A Five-Star Mystery With Inspector Ghote

I have just read Doing Wrong, No. 20 in H.R.F. Keating’s Inspector Ghote mysteries, this one published in 1994. There would be a few more before Keating’s death, but not many.

This one is a corker.

Inspector Ghote was Columbo before Peter Falk was Columbo. Ghote works out of the Bombay C.I.D., although, over the years, his investigations have taken him all over India. Doing Wrong takes him to the Hindu holy city of Banares.

Yes, they still burn bodies on the banks of the Ganges, and throw the ashes in the river. If the deceased is too poor for a proper funeral, the body is thrown into the river as is. It is believed that the water of the Ganges has the power to wash away sins, from the dead as well as the living. Persons in search of holiness bathe in the Ganges. They also brush their teeth in it.

Ghote comes to Banares following up a clue in the murder of Mrs. Shoba Popatkar, once a personage in the Indian independence movement. He has very little to go on, and next to no support from his superiors: but Ganesh Ghote, once he has his teeth in a case, never lets go.

This time Keating tells you right up front who committed the murder, and why: a Banares politician, H.K. Verma, strangled Mrs. Popatkar to keep her from broadcasting some embarrassing information that would have ruined his hopes of being appointed a minister in the government.

So where’s the suspense? Well, did you ever have one of those nasty dreams in which you’ve committed a murder and you’re trying to escape the consequences? And the murder in the dream is a given, a fait accompli: it happened before the dream started, and you’re stuck with it.

We have H.K. Verma’s nightmarish experience as Ghote comes closer and closer to a solution to the crime. And we have Verma’s increasingly frantic attempts to rationalize the crime, to justify himself in his own mind. He searches for absolution in the Ganges. He must also deal with a bitterly ironic stroke of fate.

The narrative goes back and forth between Ghote’s point of view and Verma’s, tightly focused on the two of them. The result is suspenseful indeed.

Keating was one of a very few writers who could use dialect without distracting and exasperating the reader. Indian English is not quite the same as American English. Keating’s mastery of it is infectious–and I had better stop thinking-thinking of it only, or it will be seeping into my own writing.

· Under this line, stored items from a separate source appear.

use std::path::Path;
use std::sync::Mutex;

use chrono::{DateTime, NaiveDate, Utc};
use rusqlite::{Connection, OptionalExtension, params};

use super::Store;
use super::schema::SCHEMA;
use crate::error::{Error, Result};
use crate::types::*;

pub struct SqliteStore {
    conn: Mutex<Connection>,
}

impl SqliteStore {
    pub fn new<P: AsRef<Path>>(db_path: P) -> Result<Self> {
        let conn = Connection::open(db_path)?;

        conn.pragma_update(None, "foreign_keys", "ON")?;
        conn.pragma_update(None, "journal_mode", "WAL")?;

        Ok(Self {
            conn: Mutex::new(conn),
        })
    }

    fn conn(&self) -> std::sync::MutexGuard<'_, Connection> {
        self.conn.lock().unwrap_or_else(|e| e.into_inner())
    }
}

fn parse_datetime(s: &str) -> DateTime<Utc> {
    DateTime::parse_from_rfc3339(s)
        .map(|dt| dt.with_timezone(&Utc))
        .or_else(|_| {
            // Handle SQLite's default datetime format: "YYYY-MM-DD HH:MM:SS"
            chrono::NaiveDateTime::parse_from_str(s, "%Y-%m-%d %H:%M:%S").map(|ndt| ndt.and_utc())
        })
        .unwrap_or_else(|e| {
            tracing::error!("Invalid datetime in database: '{}' - {}", s, e);
            Utc::now()
        })
}

fn format_datetime(dt: &DateTime<Utc>) -> String {
    dt.to_rfc3339()
}

fn parse_date(s: &str) -> std::result::Result<NaiveDate, chrono::ParseError> {
    NaiveDate::parse_from_str(s, "%Y-%m-%d")
}

fn format_date(date: NaiveDate) -> String {
    date.format("%Y-%m-%d").to_string()
}

fn booking_from_row(row: &rusqlite::Row<'_>) -> rusqlite::Result<Booking> {
    Ok(Booking {
        id: row.get(0)?,
        room_id: row.get(1)?,
        start_date: parse_date(&row.get::<_, String>(2)?).map_err(|e| {
            rusqlite::Error::FromSqlConversionFailure(2, rusqlite::types::Type::Text, Box::new(e))
        })?,
        user_name: row.get(3)?,
        user_number: row.get(4)?,
        created_at: parse_datetime(&row.get::<_, String>(5)?),
    })
}

impl Store for SqliteStore {
    fn initialize(&self) -> Result<()> {
        self.conn().execute_batch(SCHEMA)?;
        Ok(())
    }

    // User operations

    fn create_user(&self, user: &User) -> Result<()> {
        self.conn().execute(
            "INSERT INTO users (id, username, password_hash, email, created_at)
             VALUES (?1, ?2, ?3, ?4, ?5)",
            params![
                user.id,
                user.username,
                user.password_hash,
                user.email,
                format_datetime(&user.created_at),
            ],
        )?;
        Ok(())
    }

    fn get_user_by_username(&self, username: &str) -> Result<Option<User>> {
        let conn = self.conn();
        conn.query_row(
            "SELECT id, username, password_hash, email, created_at
             FROM users WHERE username = ?1",
            params![username],
            |row| {
                Ok(User {
                    id: row.get(0)?,
                    username: row.get(1)?,
                    password_hash: row.get(2)?,
                    email: row.get(3)?,
                    created_at: parse_datetime(&row.get::<_, String>(4)?),
                })
            },
        )
        .optional()
        .map_err(Error::from)
    }

    // Booking operations

    fn create_booking(&self, booking: &Booking) -> Result<()> {
        let result = self.conn().execute(
            "INSERT INTO bookings (id, room_id, start_date, user_name, user_number, created_at)
             VALUES (?1, ?2, ?3, ?4, ?5, ?6)",
            params![
                booking.id,
                booking.room_id,
                format_date(booking.start_date),
                booking.user_name,
                booking.user_number,
                format_datetime(&booking.created_at),
            ],
        );

        match result {
            Ok(_) => Ok(()),
            Err(rusqlite::Error::SqliteFailure(e, _))
                if e.code == rusqlite::ErrorCode::ConstraintViolation =>
            {
                Err(Error::Conflict {
                    room_id: booking.room_id,
                    date: booking.start_date,
                })
            }
            Err(e) => Err(e.into()),
        }
    }

    fn get_booking(&self, room_id: i64, date: NaiveDate) -> Result<Option<Booking>> {
        let conn = self.conn();
        conn.query_row(
            "SELECT id, room_id, start_date, user_name, user_number, created_at
             FROM bookings WHERE room_id = ?1 AND start_date = ?2",
            params![room_id, format_date(date)],
            booking_from_row,
        )
        .optional()
        .map_err(Error::from)
    }

    fn delete_booking(&self, room_id: i64, date: NaiveDate) -> Result<bool> {
        let rows = self.conn().execute(
            "DELETE FROM bookings WHERE room_id = ?1 AND start_date = ?2",
            params![room_id, format_date(date)],
        )?;
        Ok(rows > 0)
    }

    fn list_bookings_for_date(&self, date: NaiveDate) -> Result<Vec<Booking>> {
        let conn = self.conn();
        let mut stmt = conn.prepare(
            "SELECT id, room_id, start_date, user_name, user_number, created_at
             FROM bookings WHERE start_date = ?1 ORDER BY room_id",
        )?;

        let rows = stmt.query_map(params![format_date(date)], booking_from_row)?;

        rows.collect::<std::result::Result<Vec<_>, _>>()
            .map_err(Error::from)
    }
}

#[cfg(test)]
mod tests {
    use uuid::Uuid;

    use super::*;

    fn open_store() -> SqliteStore {
        let store = SqliteStore::new(":memory:").unwrap();
        store.initialize().unwrap();
        store
    }

    fn booking(room_id: i64, date: NaiveDate, name: &str, number: &str) -> Booking {
        Booking {
            id: Uuid::new_v4().to_string(),
            room_id,
            start_date: date,
            user_name: name.to_string(),
            user_number: number.to_string(),
            created_at: Utc::now(),
        }
    }

    fn date(s: &str) -> NaiveDate {
        NaiveDate::parse_from_str(s, "%Y-%m-%d").unwrap()
    }

    #[test]
    fn booking_absent_until_created() {
        let store = open_store();
        let day = date("2025-06-15");

        assert!(store.get_booking(3, day).unwrap().is_none());

        store.create_booking(&booking(3, day, "Jane Doe", "555-1234")).unwrap();

        let found = store.get_booking(3, day).unwrap().unwrap();
        assert_eq!(found.room_id, 3);
        assert_eq!(found.user_name, "Jane Doe");
        assert_eq!(found.user_number, "555-1234");
    }

    #[test]
    fn duplicate_booking_is_a_conflict() {
        let store = open_store();
        let day = date("2025-06-15");

        store.create_booking(&booking(3, day, "Jane Doe", "555-1234")).unwrap();

        let err = store
            .create_booking(&booking(3, day, "John Smith", "555-9999"))
            .unwrap_err();
        assert!(matches!(err, Error::Conflict { room_id: 3, .. }));

        // The original row is untouched
        let found = store.get_booking(3, day).unwrap().unwrap();
        assert_eq!(found.user_name, "Jane Doe");
        assert_eq!(store.list_bookings_for_date(day).unwrap().len(), 1);
    }

    #[test]
    fn book_then_cancel_round_trip() {
        let store = open_store();
        let day = date("2025-06-15");

        store.create_booking(&booking(3, day, "Jane Doe", "555-1234")).unwrap();
        assert!(store.delete_booking(3, day).unwrap());
        assert!(store.get_booking(3, day).unwrap().is_none());

        // Pair is bookable again
        store.create_booking(&booking(3, day, "John Smith", "555-9999")).unwrap();
    }

    #[test]
    fn cancel_of_missing_booking_reports_false() {
        let store = open_store();
        assert!(!store.delete_booking(3, date("2025-06-15")).unwrap());
    }

    #[test]
    fn bookings_are_scoped_to_room_and_date() {
        let store = open_store();
        let day = date("2025-06-15");
        let other_day = date("2025-06-16");

        store.create_booking(&booking(3, day, "Jane Doe", "555-1234")).unwrap();

        // Same room on another day and another room on the same day both work
        store.create_booking(&booking(3, other_day, "Ada", "555-0001")).unwrap();
        store.create_booking(&booking(4, day, "Grace", "555-0002")).unwrap();

        let for_day = store.list_bookings_for_date(day).unwrap();
        assert_eq!(for_day.len(), 2);
        assert_eq!(for_day[0].room_id, 3);
        assert_eq!(for_day[1].room_id, 4);
    }

    #[test]
    fn usernames_are_unique() {
        let store = open_store();
        let user = User {
            id: Uuid::new_v4().to_string(),
            username: "admin".to_string(),
            password_hash: "hash".to_string(),
            email: None,
            created_at: Utc::now(),
        };
        store.create_user(&user).unwrap();
        assert!(store.get_user_by_username("admin").unwrap().is_some());
        assert!(store.get_user_by_username("nobody").unwrap().is_none());

        let dup = User {
            id: Uuid::new_v4().to_string(),
            ..user
        };
        assert!(store.create_user(&dup).is_err());
    }
}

For more than 30 years the Inspector Ghote series was one of the most consistently clever and entertaining mystery series around.

I think it always will be.

8 comments on “A Five-Star Mystery With Inspector Ghote

  1. Sounds like many of the modern movie and television programs that give you the ending at the beginning and then weave all the clever intricacies in throughout. Sometimes the ending is a complete surprise, but they have become so predictable that many times the endings have become mundane.

    1. No, I wasn’t referring to this story, but today’s movie and television industry. Too predictable. There are few things on television worth watching and we never go to the movies.

    2. Well, we watch mostly old stuff. I haven’t been to a movie in years. Who can afford it? And what’s there to see? But we have the technology now to enjoy classic movies and TV, made before the whole business got ossified. We can always find something we like.

    3. We, too, watch mostly old stuff. I’m not much for television though. Documentaries that attempt to unravel history are a favorite.

  2. Actually that’s what I like about Columbo. You know from the beginning who committed the crime, and it’s so much fun to watch them start to sweat as the ‘bumbling’ detective gets closer and closer to the truth 😀

  3. This book sounds like Crime and Punishment by Fyodor Dostoevsky. That was a page turner. A crime was committed and the reader knows who is the murderer early on. He is the protagonist of the story and the reader is carried along as his guilt deepens and begins to show itself in many ways. Gave me nightmares where I was committing dreadful crimes and it was looking like I would get away with them. I’ll have to check out Keating’s books.

    1. Yes, it reminded me of “Crime and Punishment,” too–especially as you describe it.

      My wife and I have loved the Inspector Ghote novels since we discovered them back in the 70s.